• [Task directions]: Your answer should be the lines below from the one with "threshold = 38.5" to the one with "assert_eq!(config.listen.transcriber, TranscriberKind::Whisper);", both included, given again exactly and with nothing added.

★ ★ ★ ★ ★

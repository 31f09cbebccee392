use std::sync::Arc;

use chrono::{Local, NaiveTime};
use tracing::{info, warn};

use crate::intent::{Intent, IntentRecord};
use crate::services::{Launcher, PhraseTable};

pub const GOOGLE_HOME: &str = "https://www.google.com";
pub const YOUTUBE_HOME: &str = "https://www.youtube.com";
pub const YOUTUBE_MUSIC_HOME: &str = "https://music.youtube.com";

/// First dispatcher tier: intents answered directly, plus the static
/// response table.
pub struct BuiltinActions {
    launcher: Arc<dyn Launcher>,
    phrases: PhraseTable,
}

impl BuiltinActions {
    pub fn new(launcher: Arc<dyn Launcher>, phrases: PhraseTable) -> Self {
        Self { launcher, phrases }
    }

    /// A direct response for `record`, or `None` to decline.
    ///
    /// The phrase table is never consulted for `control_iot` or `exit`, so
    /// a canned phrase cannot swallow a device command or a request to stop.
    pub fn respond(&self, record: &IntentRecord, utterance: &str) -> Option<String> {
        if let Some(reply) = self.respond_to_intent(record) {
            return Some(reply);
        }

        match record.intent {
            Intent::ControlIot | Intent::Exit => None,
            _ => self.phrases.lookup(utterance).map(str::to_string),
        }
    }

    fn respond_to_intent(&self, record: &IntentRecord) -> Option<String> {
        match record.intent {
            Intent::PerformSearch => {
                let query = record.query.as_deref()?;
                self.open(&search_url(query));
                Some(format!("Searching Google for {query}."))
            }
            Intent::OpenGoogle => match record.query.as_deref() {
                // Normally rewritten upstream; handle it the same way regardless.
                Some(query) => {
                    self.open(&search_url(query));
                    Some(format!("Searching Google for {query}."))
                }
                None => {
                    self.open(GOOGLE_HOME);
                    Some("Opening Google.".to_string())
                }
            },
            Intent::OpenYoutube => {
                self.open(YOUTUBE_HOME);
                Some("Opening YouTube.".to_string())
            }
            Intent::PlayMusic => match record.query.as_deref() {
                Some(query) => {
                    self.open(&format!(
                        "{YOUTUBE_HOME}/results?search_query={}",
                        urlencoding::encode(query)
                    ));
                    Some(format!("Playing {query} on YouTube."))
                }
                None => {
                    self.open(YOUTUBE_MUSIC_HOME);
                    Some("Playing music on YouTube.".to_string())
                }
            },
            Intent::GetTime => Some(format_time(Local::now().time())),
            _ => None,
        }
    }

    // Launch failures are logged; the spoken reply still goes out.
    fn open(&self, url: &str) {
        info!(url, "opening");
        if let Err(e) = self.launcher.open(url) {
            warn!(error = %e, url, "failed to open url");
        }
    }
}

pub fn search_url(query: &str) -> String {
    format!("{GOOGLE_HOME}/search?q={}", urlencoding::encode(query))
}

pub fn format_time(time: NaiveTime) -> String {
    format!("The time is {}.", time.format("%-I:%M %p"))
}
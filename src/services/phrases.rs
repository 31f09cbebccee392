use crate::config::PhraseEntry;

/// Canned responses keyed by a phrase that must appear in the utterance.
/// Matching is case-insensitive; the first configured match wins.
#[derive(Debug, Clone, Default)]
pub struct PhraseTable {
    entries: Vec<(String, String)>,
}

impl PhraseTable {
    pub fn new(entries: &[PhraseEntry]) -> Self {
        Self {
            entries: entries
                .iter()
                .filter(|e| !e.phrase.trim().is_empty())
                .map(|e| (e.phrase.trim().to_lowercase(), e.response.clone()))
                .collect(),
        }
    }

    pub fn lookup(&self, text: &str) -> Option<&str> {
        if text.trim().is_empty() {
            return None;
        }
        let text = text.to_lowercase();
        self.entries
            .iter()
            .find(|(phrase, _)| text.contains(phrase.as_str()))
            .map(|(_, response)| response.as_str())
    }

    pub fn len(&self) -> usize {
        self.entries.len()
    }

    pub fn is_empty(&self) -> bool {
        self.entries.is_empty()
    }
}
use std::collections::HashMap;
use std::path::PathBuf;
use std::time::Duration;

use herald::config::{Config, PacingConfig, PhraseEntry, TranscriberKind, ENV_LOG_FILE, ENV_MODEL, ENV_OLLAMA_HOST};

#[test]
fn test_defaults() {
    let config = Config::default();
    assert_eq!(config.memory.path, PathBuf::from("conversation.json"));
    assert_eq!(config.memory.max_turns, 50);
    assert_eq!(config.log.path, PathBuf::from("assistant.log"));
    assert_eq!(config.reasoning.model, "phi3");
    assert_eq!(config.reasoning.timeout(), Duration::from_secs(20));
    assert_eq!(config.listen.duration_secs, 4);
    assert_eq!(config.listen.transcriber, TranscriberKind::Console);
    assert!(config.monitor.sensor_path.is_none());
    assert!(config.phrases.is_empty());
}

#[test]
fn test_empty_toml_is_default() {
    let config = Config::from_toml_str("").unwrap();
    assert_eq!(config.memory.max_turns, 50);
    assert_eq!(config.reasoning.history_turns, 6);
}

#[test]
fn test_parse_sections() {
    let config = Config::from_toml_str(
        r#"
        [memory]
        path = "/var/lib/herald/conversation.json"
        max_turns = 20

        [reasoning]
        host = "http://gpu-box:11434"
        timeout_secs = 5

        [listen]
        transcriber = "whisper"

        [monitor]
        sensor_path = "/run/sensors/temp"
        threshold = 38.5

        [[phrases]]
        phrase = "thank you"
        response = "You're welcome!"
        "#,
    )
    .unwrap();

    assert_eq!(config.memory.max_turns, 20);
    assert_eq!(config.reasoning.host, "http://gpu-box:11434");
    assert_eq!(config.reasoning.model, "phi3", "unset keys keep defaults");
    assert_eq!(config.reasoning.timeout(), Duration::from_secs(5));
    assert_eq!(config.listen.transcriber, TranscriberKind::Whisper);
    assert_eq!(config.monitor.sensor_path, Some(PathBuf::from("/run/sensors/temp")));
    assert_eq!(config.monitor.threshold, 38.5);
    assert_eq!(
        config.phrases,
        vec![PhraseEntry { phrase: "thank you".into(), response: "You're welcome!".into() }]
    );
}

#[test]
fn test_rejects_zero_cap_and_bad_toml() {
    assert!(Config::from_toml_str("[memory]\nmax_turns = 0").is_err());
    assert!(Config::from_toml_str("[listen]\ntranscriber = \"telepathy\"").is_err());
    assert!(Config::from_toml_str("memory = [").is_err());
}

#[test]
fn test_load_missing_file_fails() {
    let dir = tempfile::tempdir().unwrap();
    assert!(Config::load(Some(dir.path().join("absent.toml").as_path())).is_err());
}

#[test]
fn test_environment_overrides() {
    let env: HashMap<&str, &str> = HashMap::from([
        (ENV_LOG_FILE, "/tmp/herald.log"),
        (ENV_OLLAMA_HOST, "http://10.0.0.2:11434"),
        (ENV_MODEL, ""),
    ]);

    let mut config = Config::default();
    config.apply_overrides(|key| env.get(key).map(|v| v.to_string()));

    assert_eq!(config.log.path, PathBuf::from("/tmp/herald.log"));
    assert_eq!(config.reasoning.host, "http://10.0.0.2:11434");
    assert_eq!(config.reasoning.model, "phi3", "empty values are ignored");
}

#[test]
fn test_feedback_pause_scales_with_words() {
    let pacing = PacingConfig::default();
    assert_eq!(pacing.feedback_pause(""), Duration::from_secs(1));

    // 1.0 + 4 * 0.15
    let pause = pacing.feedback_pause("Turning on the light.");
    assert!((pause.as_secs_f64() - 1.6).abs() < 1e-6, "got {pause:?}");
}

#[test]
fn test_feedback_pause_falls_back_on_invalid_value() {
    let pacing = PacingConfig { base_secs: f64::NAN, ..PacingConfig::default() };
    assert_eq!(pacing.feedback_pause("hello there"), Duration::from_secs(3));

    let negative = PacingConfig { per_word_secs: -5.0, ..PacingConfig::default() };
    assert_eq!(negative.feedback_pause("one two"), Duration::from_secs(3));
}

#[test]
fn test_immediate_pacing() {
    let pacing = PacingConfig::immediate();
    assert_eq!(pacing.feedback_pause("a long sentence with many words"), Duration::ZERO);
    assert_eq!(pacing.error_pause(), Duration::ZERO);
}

★ ★ ★ ★ ★

• [Answer space]:
        threshold = 38.5

        [[phrases]]
        phrase = "thank you"
        response = "You're welcome!"
        "#,
    )
    .unwrap();

    assert_eq!(config.memory.max_turns, 20);
    assert_eq!(config.reasoning.host, "http://gpu-box:11434");
    assert_eq!(config.reasoning.model, "phi3", "unset keys keep defaults");
    assert_eq!(config.reasoning.timeout(), Duration::from_secs(5));
    assert_eq!(config.listen.transcriber, TranscriberKind::Whisper);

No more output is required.